FORT WAYNE, Ind. (AP) - Dorothy Moore was home the day five police officers came to tell her that her son, Anton Javon Moore, had been killed.
The 30-year-old Fort Wayne man was found lifeless the morning of Oct. 19, his body lying in a ravine off the 6600 block of Fairfield Avenue.
Anton Moore was one of two people in the Moore family killed by gunfire in 2016, a year that claimed 48 lives, a homicide record in Allen County. Minutes after the discovery of his body, his girlfriend, Jaime Lynn Klein, also 30, was found stabbed to death in New Haven.
Ten weeks after her son’s death, Dorothy Moore is still in shock, her gestures those of someone wrestling a great pain. Calm comes for a second and then leaves her.
“I know I’m not the first one and I’m not going to be the last and it’s OK,” she said. “But just seeing my baby in that coffin. . Who does that?”
It’s a question she asked repeatedly during a recent interview at her south-side home. While she talks, she digs her hands deeper into the hands of two mainstays in her life.
Angela Martin, Anton’s half sister, and Chandra “Potta” Pinkston, an aunt, hold her fast between the two of them, steadying her as she rocks occasionally to one side. They are related to her through Anton’s father, Ernest Craig, who died in 2010.
Anton, Pinkston said, was the image of her brother, Ernest Craig, with the same friendly, warm and generous personality. Anton made some bad choices and had been incarcerated, although his aunt says his incarceration was not recent.
But he was kind to a fault. If anyone had wanted something from him, he would have given it to them, Dorothy Moore insists.
Her loss has affected her to the point that Moore said her doctor ordered her to stop working.
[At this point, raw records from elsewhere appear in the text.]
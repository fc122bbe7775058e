//! Fire-and-forget user notifications.
//!
//! Producers hold a cloneable [`Notifier`]; the presentation layer owns the
//! matching [`NotificationCenter`], which keeps at most `max_visible`
//! notifications on screen and expires each one after a fixed time-to-live.

use std::{
    collections::VecDeque,
    time::{Duration, Instant},
};

use log::trace;
use tokio::sync::mpsc;

/// Notifications kept on screen at once by default.
pub const DEFAULT_MAX_VISIBLE: usize = 3;

/// How long a notification stays visible by default.
pub const DEFAULT_TTL: Duration = Duration::from_millis(5000);

#[derive(Debug, Clone, Copy, PartialEq, Eq)]
pub enum NotificationKind {
    Success,
    Error,
    Info,
}

#[derive(Debug, Clone, PartialEq, Eq)]
pub struct Notification {
    pub kind: NotificationKind,
    pub message: String,
}

/// Sending half of the notification channel.
#[derive(Debug, Clone)]
pub struct Notifier {
    tx: mpsc::UnboundedSender<Notification>,
}

impl Notifier {
    /// Queue a notification. Never fails; a closed channel drops it silently.
    pub fn notify(&self, kind: NotificationKind, message: impl Into<String>) {
        let notification = Notification {
            kind,
            message: message.into(),
        };
        if self.tx.send(notification).is_err() {
            trace!("notification dropped, receiver closed");
        }
    }

    pub fn success(&self, message: impl Into<String>) {
        self.notify(NotificationKind::Success, message);
    }

    pub fn error(&self, message: impl Into<String>) {
        self.notify(NotificationKind::Error, message);
    }

    pub fn info(&self, message: impl Into<String>) {
        self.notify(NotificationKind::Info, message);
    }
}

/// Receiving half: buffers delivered notifications and applies the
/// visibility rules.
#[derive(Debug)]
pub struct NotificationCenter {
    tx: mpsc::UnboundedSender<Notification>,
    rx: mpsc::UnboundedReceiver<Notification>,
    max_visible: usize,
    ttl: Duration,
    active: VecDeque<(Instant, Notification)>,
}

impl Default for NotificationCenter {
    fn default() -> Self {
        Self::new(DEFAULT_MAX_VISIBLE, DEFAULT_TTL)
    }
}

impl NotificationCenter {
    pub fn new(max_visible: usize, ttl: Duration) -> Self {
        let (tx, rx) = mpsc::unbounded_channel();
        Self {
            tx,
            rx,
            max_visible,
            ttl,
            active: VecDeque::new(),
        }
    }

    /// A new sender handle for this center.
    pub fn notifier(&self) -> Notifier {
        Notifier {
            tx: self.tx.clone(),
        }
    }

    /// Drain pending notifications, stamping them as shown at `now`.
    ///
    /// Returns the newly delivered notifications in send order. Expired
    /// entries are dropped and, when over capacity, the oldest ones go first.
    pub fn pump(&mut self, now: Instant) -> Vec<Notification> {
        let mut delivered = Vec::new();
        while let Ok(notification) = self.rx.try_recv() {
            delivered.push(notification.clone());
            self.active.push_back((now, notification));
        }

        let ttl = self.ttl;
        self.active
            .retain(|(shown_at, _)| now.saturating_duration_since(*shown_at) < ttl);
        while self.active.len() > self.max_visible {
            self.active.pop_front();
        }

        delivered
    }

    /// Notifications currently on screen, oldest first.
    pub fn visible(&self, now: Instant) -> Vec<&Notification> {
        self.active
            .iter()
            .filter(|(shown_at, _)| now.saturating_duration_since(*shown_at) < self.ttl)
            .map(|(_, notification)| notification)
            .collect()
    }
}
For 21 years, she has been a certified nursing assistant, taking care of other people, as she said.
Now she is fighting depression and takes medication. She admits she is drinking alcohol again, something she started five years ago when she found her boyfriend dead of an overdose. She had been clean after going through rehab recently, she said.
“I want to be OK because, at the end of the day, regardless of how I feel, Anton is not coming back,” Moore said. “But let me grieve right now. I’m a mama and I loved my baby.”
It wouldn’t have been as bad if he’d died of natural causes, Moore said.
“I would have felt bad, but not this bad,” Moore said. “Nobody had a reason to just . kill him.”
Moore said she visits therapists and psychiatrists three times a week, but otherwise, she rarely leaves the home she’s owned for 11 years.
What she is going through isn’t unusual.
“Gradually, inch by inch, you will find strength,” said Angela Presley, who founded Alonna’s Song, a Facebook support group for mothers whose children have died. Presley lost her daughter, Alonna Allison, 17, in August 2015 when a stray bullet struck her at a bonfire party on Schaper Drive.
“Be surrounded by loved ones,” Presley counseled in answer to a Journal Gazette inquiry. “I was lucky. I didn’t move for three months. My mom took care of me.”
The morning Moore’s son was found, another gruesome discovery was made in New Haven. His girlfriend, Klein, had been stabbed multiple (Moore says it was 62) times at her home on Hartzell Road.
Klein’s 5-year-old daughter was there when her mother was killed, Moore said. As bad as she feels about her own loss, she said she feels even worse for that little girl.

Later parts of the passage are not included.